Quai qu'il connaissait surement mieux que quiconque, parce qu'à rester ainsi sur le carreau dix ans durant, il avait eu le temps de l'observer. Les pavés gris du quai qui noircissaient imperceptiblement chaque année ; les rails du train, qui avaient été changée en 1973, et même s'il ne savait pas pourquoi, il était certain d'être le seul à l'avoir remarqué ; les briques rouges des piliers et des murs qui reflétaient l'excitation des autres et sa propre déception ; le dessin des aiguilles de la majestueuse horloge noire qui, inlassablement, égrainait les secondes qui séparaient les chanceux de leur retour à l'école. Gordon, le seul à qui Poudlard était refusée, était paradoxalement, et malheureusement, celui qui en savait le plus sur sa porte d'entrée.

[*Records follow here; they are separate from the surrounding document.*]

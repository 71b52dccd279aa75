//! Core domain logic for the learning record store.
//!
//! This crate contains the fundamental types and logic for:
//! - Event model: Caliper-style events, envelopes, and stored records
//! - Defaults assignment: id/eventTime/timeZoneOffset for inbound events
//! - Statistics: per-class, per-student, per-date event rollups
//! - Range queries: parsing optional from/to bounds into a time filter
//! - Tenant seams: resolver and id-converter traits for identity keys

pub mod error;
pub mod event;
pub mod range;
pub mod stats;
pub mod tenant;

pub use error::Error;
pub use event::{Envelope, Event, Membership, StoredEvent, format_event_time};
pub use range::TimeRange;
pub use stats::{ClassEventStatistics, aggregate};
pub use tenant::{
    AgentIdConverter, ClassIdConverter, GroupIdConverter, NoTenants, TenantContextResolver,
    TenantRecord, UserIdConverter,
};
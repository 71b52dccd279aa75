//! Tenant context and identity normalization seams.
//!
//! Tenant metadata lookup and id normalization policy live outside this
//! core; these traits define the shape the service depends on. A missing
//! tenant is an expected condition, not a fault: converters receive an
//! `Option` and must define behavior for the absent case.

use serde::{Deserialize, Serialize};
use serde_json::Value;

use crate::event::Event;

/// Tenant metadata handed to identity conversion.
#[derive(Debug, Clone, PartialEq, Serialize, Deserialize)]
#[serde(rename_all = "camelCase")]
pub struct TenantRecord {
    pub id: String,
    #[serde(default, skip_serializing_if = "Option::is_none")]
    pub name: Option<String>,
    #[serde(default, skip_serializing_if = "Option::is_none")]
    pub settings: Option<Value>,
}

/// Looks up a tenant record by id. Absence is tolerated.
pub trait TenantContextResolver {
    fn find_by_id(&self, tenant_id: &str) -> Option<TenantRecord>;
}

/// Computes the canonical user id used as a storage key.
pub trait UserIdConverter {
    fn convert(&self, tenant: Option<&TenantRecord>, event: &Event) -> String;
}

/// Computes the canonical class id used as a storage key.
pub trait ClassIdConverter {
    fn convert(&self, tenant: Option<&TenantRecord>, event: &Event) -> String;
}

/// A resolver for deployments without tenant metadata: every lookup misses,
/// and converters fall back to the raw event fields.
#[derive(Debug, Default, Clone, Copy)]
pub struct NoTenants;

impl TenantContextResolver for NoTenants {
    fn find_by_id(&self, _tenant_id: &str) -> Option<TenantRecord> {
        None
    }
}

/// Default user id conversion: the actor's `@id`.
#[derive(Debug, Default, Clone, Copy)]
pub struct AgentIdConverter;

impl UserIdConverter for AgentIdConverter {
    fn convert(&self, _tenant: Option<&TenantRecord>, event: &Event) -> String {
        entity_id(event.agent.as_ref())
    }
}

/// Default class id conversion: the group's `@id`.
#[derive(Debug, Default, Clone, Copy)]
pub struct GroupIdConverter;

impl ClassIdConverter for GroupIdConverter {
    fn convert(&self, _tenant: Option<&TenantRecord>, event: &Event) -> String {
        entity_id(event.group.as_ref())
    }
}

fn entity_id(entity: Option<&Value>) -> String {
    entity
        .and_then(|value| value.get("@id").or_else(|| value.get("id")))
        .and_then(Value::as_str)
        .unwrap_or_default()
        .to_string()
}

#[cfg(test)]
mod tests {
    use super::*;
    use crate::event::Event;

    #[test]
    fn agent_converter_reads_the_actor_id() {
        let event = Event {
            agent: Some(serde_json::json!({"@id": "user-1", "@type": "Person"})),
            ..Event::default()
        };
        assert_eq!(AgentIdConverter.convert(None, &event), "user-1");
    }

    #[test]
    fn group_converter_reads_the_group_id() {
        let event = Event {
            group: Some(serde_json::json!({"@id": "class-1"})),
            ..Event::default()
        };
        assert_eq!(GroupIdConverter.convert(None, &event), "class-1");
    }

    #[test]
    fn converters_tolerate_a_missing_tenant_and_missing_entities() {
        let event = Event::default();
        assert!(NoTenants.find_by_id("tenant-1").is_none());
        assert_eq!(AgentIdConverter.convert(None, &event), "");
        assert_eq!(GroupIdConverter.convert(None, &event), "");
    }

    #[test]
    fn plain_id_field_is_accepted_as_fallback() {
        let event = Event {
            agent: Some(serde_json::json!({"id": "user-2"})),
            ..Event::default()
        };
        assert_eq!(AgentIdConverter.convert(None, &event), "user-2");
    }
}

Et lorsque se terminait le premier septembre et que c'était son tour de devenir l'élève d'un collège moldu, Gordon, frustré, ne pensait à rien d'autre qu'à des trains. Encore, toujours, inlassablement, le train. De frustration, la relation de Gordon avec les trains se changea en fascination, puis en obsession. Gordon savait : il conduirait des trains, il s'évaderait aux quatre coins du Royaume-Uni avec des Moldus qui compteraient sur lui pour les mener là où la vie exigeait qu'ils se trouvent. Et lorsqu'il fut en âge de réaliser ce rêve, il devint le meilleur des conducteurs de la compagnie British Rail. Sa locomotive filait de Hastings à Londres, de Cambridge à Newcastle, de Liverpool à Holyhead.

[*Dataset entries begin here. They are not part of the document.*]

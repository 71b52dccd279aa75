//! Caliper-style learning activity events.

use chrono::{DateTime, SecondsFormat, Utc};
use serde::{Deserialize, Serialize};
use serde_json::Value;
use uuid::Uuid;

/// A normalized learning activity event.
///
/// Inbound events may arrive without an `id` or `eventTime`; both are filled
/// in by [`Event::with_defaults`] before persistence. Once stored, `id` and
/// `eventTime` are immutable and non-empty.
#[derive(Debug, Clone, PartialEq, Default, Serialize, Deserialize)]
#[serde(rename_all = "camelCase")]
pub struct Event {
    /// Caller-visible event identifier. Blank means "assign one on save".
    #[serde(default, skip_serializing_if = "String::is_empty")]
    pub id: String,
    /// The action performed (e.g., a Caliper action URI).
    #[serde(default, skip_serializing_if = "Option::is_none")]
    pub action: Option<String>,
    /// The actor performing the action.
    #[serde(default, skip_serializing_if = "Option::is_none")]
    pub agent: Option<Value>,
    /// The object acted upon.
    #[serde(default, skip_serializing_if = "Option::is_none")]
    pub object: Option<Value>,
    /// JSON-LD context.
    #[serde(default, skip_serializing_if = "Option::is_none")]
    pub context: Option<String>,
    /// The application that originated the event.
    #[serde(default, skip_serializing_if = "Option::is_none")]
    pub ed_app: Option<Value>,
    /// When the activity occurred. Required at storage time.
    #[serde(default, skip_serializing_if = "Option::is_none")]
    pub event_time: Option<DateTime<Utc>>,
    #[serde(default, skip_serializing_if = "Option::is_none")]
    pub federated_session: Option<String>,
    /// The result object generated by the action.
    #[serde(default, skip_serializing_if = "Option::is_none")]
    pub generated: Option<Value>,
    /// The group (class/section) the activity belongs to.
    #[serde(default, skip_serializing_if = "Option::is_none")]
    pub group: Option<Value>,
    /// The actor's relationship to the group, including role labels.
    #[serde(default, skip_serializing_if = "Option::is_none")]
    pub membership: Option<Membership>,
    #[serde(default, skip_serializing_if = "Option::is_none")]
    pub target: Option<Value>,
    /// The event type (e.g., a Caliper event type URI).
    #[serde(default, rename = "type", skip_serializing_if = "Option::is_none")]
    pub kind: Option<String>,
    /// Local UTC offset in whole seconds, captured when the id is assigned.
    #[serde(default, skip_serializing_if = "Option::is_none")]
    pub time_zone_offset: Option<i64>,
}

/// An actor's membership in the event's group.
#[derive(Debug, Clone, PartialEq, Default, Serialize, Deserialize)]
#[serde(rename_all = "camelCase")]
pub struct Membership {
    #[serde(default, rename = "@id", skip_serializing_if = "Option::is_none")]
    pub id: Option<String>,
    /// Role labels attached to the membership (e.g., "student").
    #[serde(default, skip_serializing_if = "Vec::is_empty")]
    pub roles: Vec<String>,
    /// Remaining membership fields, carried through untouched.
    #[serde(flatten)]
    pub extra: serde_json::Map<String, Value>,
}

/// A Caliper sensor envelope: a batch of events plus sensor metadata.
///
/// The transport layer deserializes one of these and hands each event in
/// `data` to the service individually.
#[derive(Debug, Clone, PartialEq, Serialize, Deserialize)]
#[serde(rename_all = "camelCase")]
pub struct Envelope {
    pub sensor: String,
    #[serde(default, skip_serializing_if = "Option::is_none")]
    pub send_time: Option<DateTime<Utc>>,
    #[serde(default)]
    pub data: Vec<Event>,
}

/// A persisted event wrapped with its storage-level partition keys.
///
/// `(tenant_id, organization_id, event.id)` is unique;
/// `(tenant_id, organization_id, class_id, user_id)` is a non-unique lookup
/// key. The `storage_id` is a store-assigned surrogate, distinct from the
/// event's own id, and is `None` until the record has been saved.
#[derive(Debug, Clone, PartialEq, Serialize, Deserialize)]
#[serde(rename_all = "camelCase")]
pub struct StoredEvent {
    #[serde(default, skip_serializing_if = "Option::is_none")]
    pub storage_id: Option<String>,
    pub tenant_id: String,
    pub organization_id: String,
    pub class_id: String,
    pub user_id: String,
    pub event: Event,
}

impl Event {
    /// Returns true if the event carries a non-blank identifier.
    pub fn has_id(&self) -> bool {
        !self.id.trim().is_empty()
    }

    /// Fills identity and default fields on an inbound event.
    ///
    /// If the id is blank, assigns a fresh 32-character hex id, sets
    /// `eventTime` to now when absent, and captures the local UTC offset in
    /// whole seconds. Events that already carry an id are returned unchanged;
    /// idempotent resubmission is the caller's responsibility.
    #[must_use]
    pub fn with_defaults(self) -> Self {
        if self.has_id() {
            return self;
        }
        let offset = i64::from(chrono::Local::now().offset().local_minus_utc());
        Self {
            id: Uuid::new_v4().simple().to_string(),
            event_time: self.event_time.or_else(|| Some(Utc::now())),
            time_zone_offset: Some(offset),
            ..self
        }
    }
}

/// Formats a timestamp the way it is stored: RFC 3339 with millisecond
/// precision and a `Z` suffix, so lexicographic order matches chronological
/// order.
pub fn format_event_time(timestamp: DateTime<Utc>) -> String {
    timestamp.to_rfc3339_opts(SecondsFormat::Millis, true)
}
use serde::{Deserialize, Serialize};
use serde_json::Value;

use crate::error::EtlError;
use crate::report::Dataset;
use crate::schema::LoadMethod;

#[derive(Debug, Clone, Copy, PartialEq, Eq)]
pub enum RunMode {
    /// Latest published period only, upserted.
    Single,
    /// Every published period, replacing the table contents.
    Bulk,
}

impl RunMode {
    pub fn load_method(self) -> LoadMethod {
        match self {
            Self::Single => LoadMethod::Upsert,
            Self::Bulk => LoadMethod::Replace,
        }
    }
}

#[derive(Debug, Clone, Copy, PartialEq, Eq)]
pub enum PipelineRoute {
    EgresosSingle,
    EgresosBulk,
    IngresosSingle,
    IngresosBulk,
    BalanceSingle,
    BalanceBulk,
}

impl PipelineRoute {
    pub const ALL: [PipelineRoute; 6] = [
        Self::EgresosSingle,
        Self::EgresosBulk,
        Self::IngresosSingle,
        Self::IngresosBulk,
        Self::BalanceSingle,
        Self::BalanceBulk,
    ];

    pub fn as_str(self) -> &'static str {
        match self {
            Self::EgresosSingle => "egresos_single",
            Self::EgresosBulk => "egresos_bulk",
            Self::IngresosSingle => "ingresos_single",
            Self::IngresosBulk => "ingresos_bulk",
            Self::BalanceSingle => "balance_single",
            Self::BalanceBulk => "balance_bulk",
        }
    }

    pub fn parse(target: &str) -> Result<Self, EtlError> {
        Self::ALL
            .into_iter()
            .find(|route| route.as_str() == target)
            .ok_or_else(|| EtlError::UnknownPipeline {
                target: target.to_string(),
                valid: Self::ALL
                    .iter()
                    .map(|route| format!("'{}'", route.as_str()))
                    .collect(),
            })
    }

    pub fn dataset(self) -> Dataset {
        match self {
            Self::EgresosSingle | Self::EgresosBulk => Dataset::EgresosDetallado,
            Self::IngresosSingle | Self::IngresosBulk => Dataset::IngresosDetallado,
            Self::BalanceSingle | Self::BalanceBulk => Dataset::BalancePresupuestario,
        }
    }

    pub fn mode(self) -> RunMode {
        match self {
            Self::EgresosSingle | Self::IngresosSingle | Self::BalanceSingle => RunMode::Single,
            Self::EgresosBulk | Self::IngresosBulk | Self::BalanceBulk => RunMode::Bulk,
        }
    }

    /// Name recorded in run logs and the metadata table.
    pub fn pipeline_name(self) -> &'static str {
        match self {
            Self::EgresosSingle => "egresos_detallado_pipeline",
            Self::EgresosBulk => "egresos_detallado_bulk_pipeline",
            Self::IngresosSingle => "ingresos_detallado_pipeline",
            Self::IngresosBulk => "ingresos_detallado_bulk_pipeline",
            Self::BalanceSingle => "balance_presupuestario_pipeline",
            Self::BalanceBulk => "balance_presupuestario_bulk_pipeline",
        }
    }
}

#[derive(Debug, Clone, Default, Serialize, Deserialize, PartialEq, Eq)]
pub struct InvocationRequest {
    #[serde(default)]
    pub pipeline: Option<String>,
}

#[derive(Debug, Clone, Serialize, Deserialize, PartialEq, Eq)]
pub struct InvocationResponse {
    pub ok: bool,
    pub pipeline: String,
    pub db_logging: bool,
}

/// Decodes a raw invocation event. `null` is treated as an empty request;
/// unrecognized keys are ignored. A non-string `pipeline` keeps its JSON text
/// so route lookup reports it as an unknown pipeline.
pub fn decode_request(event: Value) -> Result<InvocationRequest, EtlError> {
    match event {
        Value::Null => Ok(InvocationRequest::default()),
        Value::Object(mut fields) => {
            let pipeline = match fields.remove("pipeline") {
                None | Some(Value::Null) => None,
                Some(Value::String(name)) => Some(name),
                Some(other) => Some(other.to_string()),
            };
            Ok(InvocationRequest { pipeline })
        }
        _ => Err(EtlError::config(
            "invocation payload must be a JSON object",
        )),
    }
}

/// Target from the request, falling back to the configured default.
pub fn resolve_target(request: &InvocationRequest, fallback: Option<&str>) -> String {
    request
        .pipeline
        .as_deref()
        .filter(|value| !value.is_empty())
        .or(fallback)
        .unwrap_or_default()
        .to_string()
}
//! Function runtime for the Nuevo León finance ETL: report storage, workbook
//! decoding, Postgres loading, run metadata and the invocation handler.

pub mod adapters;
pub mod config;
pub mod handlers;
pub mod logging;
pub mod runtime;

Mais Gordon ne prit tout à fait sa revanche sur l'injustice d'être né Cracmol et d'être refusé à Poudlard que lorsqu'il eut 29 ans, en 1987. Alors marié à la belle Charlotte, contrôleuse pour British Rail, et papa d'une adorable petite fille de quatre ans, Gordon reçut une lettre telle que nous, lecteurs de Harry Potter, en avons tous attendu : une lettre de Poudlard. On avait entendu parler de sa passion pour les trains, de ses compétences extraordinaires en la matière, et on lui proposait de devenir, six fois par an, le conducteur du Poudlard Express.

Alors Gordon entra de plein pied dans le monde magique qui avait toujours été à la fois si proche et si distant de lui. Soudainement, il n'était plus le gamin qui regardait partir le train sans avoir le droit de rêver d'y monter. Soudainement, il était celui sans qui les apprentis sorciers resteraient sur le quai. Il réalisa ce que nous avons tous eu envie de faire : devenir partie intégrante de l'œuvre de Rowling. Malheureusement, il reste encore un homme de l'ombre. Combien d'entre vous savaient comment s'appelle le conducteur du Poudlard Express ou s'étaient même demandé ce qu'il faisait le reste de l'année ? Et c'est pourtant grâce à lui que nous avons pu suivre les aventures de Harry, de Ron et d'Hermione à l'école de sorcellerie. C'est pourtant grâce à lui que des centaines d'enfants et d'adolescents, tous les ans, ont pu se rendre dans le château écossais.

Mais Gordon se fiche un peu de la reconnaissance, à vrai dire. Parce que le premier septembre 1994, il a conduit sa fille, Natalie, à Poudlard. Et cette année, en 2010, il a transporté ses petits enfants dans son train. C'était tout ce dont il avait toujours rêvé : des trains, et une famille qui ne serait pas frustrée en restant sur un quai.

Et que JK Rowling parle de lui ou pas, ce n'est que secondaire.